Memmingen: 77 Fälle eingestellt

■ Staatsanwalt fordert harte Strafe für Frauenarzt Theissen in den übrigen Anklagepunkten - sonst wird alles wieder aufgerollt / Anklage-Plädoyer am kommenden Freitag

Memmingen (ap/taz) Für Überraschung sorgt die Staatsanwaltschaft im Memminger Theissen-Prozeß: 77 der insgesamt 156 Fälle, für die der 50jährige Frauenarzt Horst Theissen vor Gericht steht, wurden „vorläufig“ eingestellt. Die Staatsanwälte schlossen die Beweisaufnahme ab und verzichteten darauf, 40 noch geladene Zeuginnen vor Gericht zu vernehmen. Damit wollen sie offensichtlich dazu beitragen, den größten und längsten Abtreibungsprozeß der Bundesrepublik nach über sieben Monaten endlich zum Abschluß zu bringen.

Oberstaatsanwalt Peter Stöckle, der die Ermittlungen in Memmingen leitete, erklärte, daß die bereits verhandelten Fälle ausreichten, um ein „schuldangemessenes“ Strafmaß zu bilden.
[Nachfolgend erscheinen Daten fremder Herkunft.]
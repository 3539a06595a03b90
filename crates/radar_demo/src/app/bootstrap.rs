use std::env;
use std::path::PathBuf;
use std::time::Duration;

use radar::{
    DiagonalRule, GridDistance, JsonSettingsStore, ObserverSensorRange, Radar, RadarOptions,
    SettingsError,
};
use thiserror::Error;
use tracing::info;
use tracing_subscriber::EnvFilter;

use super::scene::DemoScene;

pub(crate) const SETTINGS_PATH_ENV_VAR: &str = "RADAR_SETTINGS_PATH";
const DEFAULT_SETTINGS_FILE: &str = "radar_settings.json";

#[derive(Debug, Clone)]
pub(crate) struct DemoConfig {
    pub(crate) window_title: String,
    pub(crate) window_width: u32,
    pub(crate) window_height: u32,
    pub(crate) grid_cell_px: f32,
    pub(crate) units_per_cell: f32,
    pub(crate) move_interval: Duration,
    pub(crate) turn_interval: Duration,
    pub(crate) double_click_window: Duration,
}

impl Default for DemoConfig {
    fn default() -> Self {
        Self {
            window_title: "Token Radar".to_string(),
            window_width: 1280,
            window_height: 720,
            grid_cell_px: 100.0,
            units_per_cell: 5.0,
            move_interval: Duration::from_millis(700),
            turn_interval: Duration::from_secs(6),
            double_click_window: Duration::from_millis(400),
        }
    }
}

#[derive(Debug, Error)]
pub(crate) enum StartupError {
    #[error("failed to read environment variable {var}: {source}")]
    EnvVar {
        var: &'static str,
        #[source]
        source: env::VarError,
    },
    #[error(transparent)]
    Settings(#[from] SettingsError),
}

pub(crate) struct AppWiring {
    pub(crate) config: DemoConfig,
    pub(crate) settings_path: PathBuf,
    pub(crate) radar: Radar,
    pub(crate) scene: DemoScene,
}

pub(crate) fn build_app() -> Result<AppWiring, StartupError> {
    init_tracing();
    info!("=== Token Radar Startup ===");

    let config = DemoConfig::default();
    let settings_path = settings_path_from(env::var(SETTINGS_PATH_ENV_VAR))?;
    let settings = JsonSettingsStore::open(&settings_path)?;
    let oracle = GridDistance {
        cell_size_px: config.grid_cell_px,
        units_per_cell: config.units_per_cell,
        diagonals: DiagonalRule::Equidistant,
    };
    let radar = Radar::new(Box::new(settings), Box::new(oracle), RadarOptions::default())
        .with_range_strategy(Box::new(ObserverSensorRange));
    let scene = DemoScene::new(config.grid_cell_px, config.move_interval);

    info!(
        settings_path = %settings_path.display(),
        grid_cell_px = config.grid_cell_px,
        units_per_cell = config.units_per_cell,
        tokens = scene.token_count(),
        "demo_config"
    );

    Ok(AppWiring {
        config,
        settings_path,
        radar,
        scene,
    })
}

fn init_tracing() {
    let filter = EnvFilter::try_from_default_env().unwrap_or_else(|_| EnvFilter::new("info"));
    tracing_subscriber::fmt()
        .with_env_filter(filter)
        .with_target(false)
        .with_thread_names(true)
        .compact()
        .init();
}

fn settings_path_from(value: Result<String, env::VarError>) -> Result<PathBuf, StartupError> {
    match value {
        Ok(raw) if !raw.trim().is_empty() => Ok(PathBuf::from(raw.trim())),
        Ok(_) | Err(env::VarError::NotPresent) => Ok(PathBuf::from(DEFAULT_SETTINGS_FILE)),
        Err(source) => Err(StartupError::EnvVar {
            var: SETTINGS_PATH_ENV_VAR,
            source,
        }),
    }
}
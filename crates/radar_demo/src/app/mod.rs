pub(crate) mod bootstrap;
mod input;
pub(crate) mod loop_runner;
mod renderer;
mod scene;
Auch die Fortsetzung der Zeuginnenvernehmung sei beim jetzigen Stand des Verfahrens „nur noch ein Streit um des Kaisers Bart“. Dieses Entgegenkommen für die vom Sitzungsmarathon geplagten Richter, Verteidiger und den Angeklagten ist jedoch an eine knallharte Bedingung geknüpft: Nur wenn Theissen - nach Meinung der Staatsanwaltschaft - „schuldangemessen“ verurteilt wird, bleiben die Fälle niedergeschlagen. Sollte Theissen jedoch freigesprochen oder zu milde verurteilt werden, so würde die Staatsanwaltschaft die 77 jetzt „vorläufig“ eingestellten Fälle wieder aufrollen.

Solch ein Vorgehen, mit dem die Staatsanwaltschaft versucht, das Urteil zu beeinflussen, ist nach der Strafprozeßordnung durchaus üblich. Überraschend ist jedoch, in welcher Offenheit Staatsanwalt Stöckle seine Strategie darlegt. Einem Antrag der Staatsanwaltschaft - falls ihr der Urteilsspruch nicht paßt - die 77 Fälle wieder aufzurollen, müssen die Richter dann stattgeben. Damit wäre ein weiterer Prozeß vorprogrammiert.

Bereits am kommenden Freitag wird die Staatsanwaltschaft im Theissen-Prozeß ihr abschließendes Plädoyer halten. Die Plädoyers der drei Verteidiger Sebastian Cobler, Jürgen Fischer und Wolfgang Kreuzer werden für den 21. oder 24. April erwartet.